Background: Many articles have been published in biomedical journals reporting on the development of prognostic and therapy-guiding biomarkers or predictors developed from high-dimensional data generated by omics technologies. Few of these tests have advanced to routine clinical use.
Purpose: We discuss statistical issues in the development and evaluation of prognostic and therapy-guiding biomarkers and omics-based tests.
Methods: Concepts relevant to the development and evaluation of prognostic and therapy-guiding clinical tests are illustrated through discussion and examples. Some differences between statistical approaches for test evaluation and therapy evaluation are explained. The additional complexities introduced in the evaluation of omics-based tests are highlighted.

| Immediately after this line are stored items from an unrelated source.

//! Handler for `POST /auth/login`.

use autoshop_core::error::CoreError;
use autoshop_core::types::DbId;
use autoshop_db::repositories::{EmployeeRepo, RoleRepo};
use axum::extract::State;
use axum::Json;
use serde::{Deserialize, Serialize};

use crate::auth::jwt::{generate_token, TokenSubject};
use crate::auth::password::verify_password;
use crate::error::{AppError, AppResult};
use crate::state::AppState;

/// Same message for unknown email and wrong password.
const BAD_CREDENTIALS: &str = "Incorrect email or password";

// ---------------------------------------------------------------------------
// Request / response types
// ---------------------------------------------------------------------------

/// Request body for `POST /auth/login`.
#[derive(Debug, Deserialize)]
pub struct LoginRequest {
    #[serde(rename = "employee_email", alias = "email")]
    pub email: String,
    #[serde(rename = "employee_password", alias = "password")]
    pub password: String,
}

#[derive(Debug, Serialize)]
pub struct LoginResponse {
    pub employee_token: String,
    /// Token lifetime in seconds.
    pub expires_in: i64,
    pub employee: EmployeeInfo,
}

/// Public employee info embedded in [`LoginResponse`].
#[derive(Debug, Serialize)]
pub struct EmployeeInfo {
    pub id: DbId,
    pub email: String,
    pub first_name: String,
    pub last_name: String,
    pub role: String,
}

// ---------------------------------------------------------------------------
// Handlers
// ---------------------------------------------------------------------------

/// POST /api/v1/auth/login
///
/// Authenticate with email + password and return a signed employee token.
pub async fn login(
    State(state): State<AppState>,
    Json(input): Json<LoginRequest>,
) -> AppResult<Json<LoginResponse>> {
    let employee = EmployeeRepo::find_by_email(&state.pool, input.email.trim())
        .await?
        .ok_or_else(|| AppError::Core(CoreError::Unauthorized(BAD_CREDENTIALS.into())))?;

    let password_valid = verify_password(&input.password, &employee.password_hash)
        .map_err(|e| AppError::InternalError(format!("Password verification error: {e}")))?;
    if !password_valid {
        tracing::info!(employee_id = employee.id, "Login rejected: wrong password");
        return Err(AppError::Core(CoreError::Unauthorized(
            BAD_CREDENTIALS.into(),
        )));
    }

    if !employee.is_active {
        return Err(AppError::Core(CoreError::Forbidden(
            "Employee account is deactivated".into(),
        )));
    }

    let role = RoleRepo::resolve_name(&state.pool, employee.role_id).await?;

    let token = generate_token(
        TokenSubject {
            employee_id: employee.id,
            email: &employee.email,
            role: &role,
            first_name: &employee.first_name,
        },
        &state.config.jwt,
    )
    .map_err(|e| AppError::InternalError(format!("Token generation error: {e}")))?;

    tracing::info!(employee_id = employee.id, role = %role, "Employee logged in");

    Ok(Json(LoginResponse {
        employee_token: token,
        expires_in: state.config.jwt.expiry_secs(),
        employee: EmployeeInfo {
            id: employee.id,
            email: employee.email,
            first_name: employee.first_name,
            last_name: employee.last_name,
            role,
        },
    }))
}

Results: Distinctions are made between clinical validity of a test and clinical utility. To establish clinical utility for prognostic tests, it is explained why absolute risk should be evaluated in addition to relative risk measures. The critical role of an appropriate control group is emphasized for evaluation of therapy-guiding tests. Common pitfalls in the development and evaluation of tests generated from high-dimensional omics data such as model overfitting and inappropriate methods for test performance evaluation are explained, and proper approaches are suggested.
Limitations: The cited references do not comprise an exhaustive list of useful references on this topic, and a systematic review of the literature was not performed. Instead, a few key points were highlighted and illustrated with examples drawn from the oncology literature.
Conclusions: Approaches for the development and statistical evaluation of clinical tests useful for predicting prognosis and selecting therapy differ from standard approaches for therapy evaluation. Proper evaluation requires an understanding of the clinical setting and what information is likely to influence clinical decisions. Specialized expertise relevant to building mathematical predictor models from high-dimensional data is helpful to avoid common pitfalls in the development and evaluation of omics-based tests.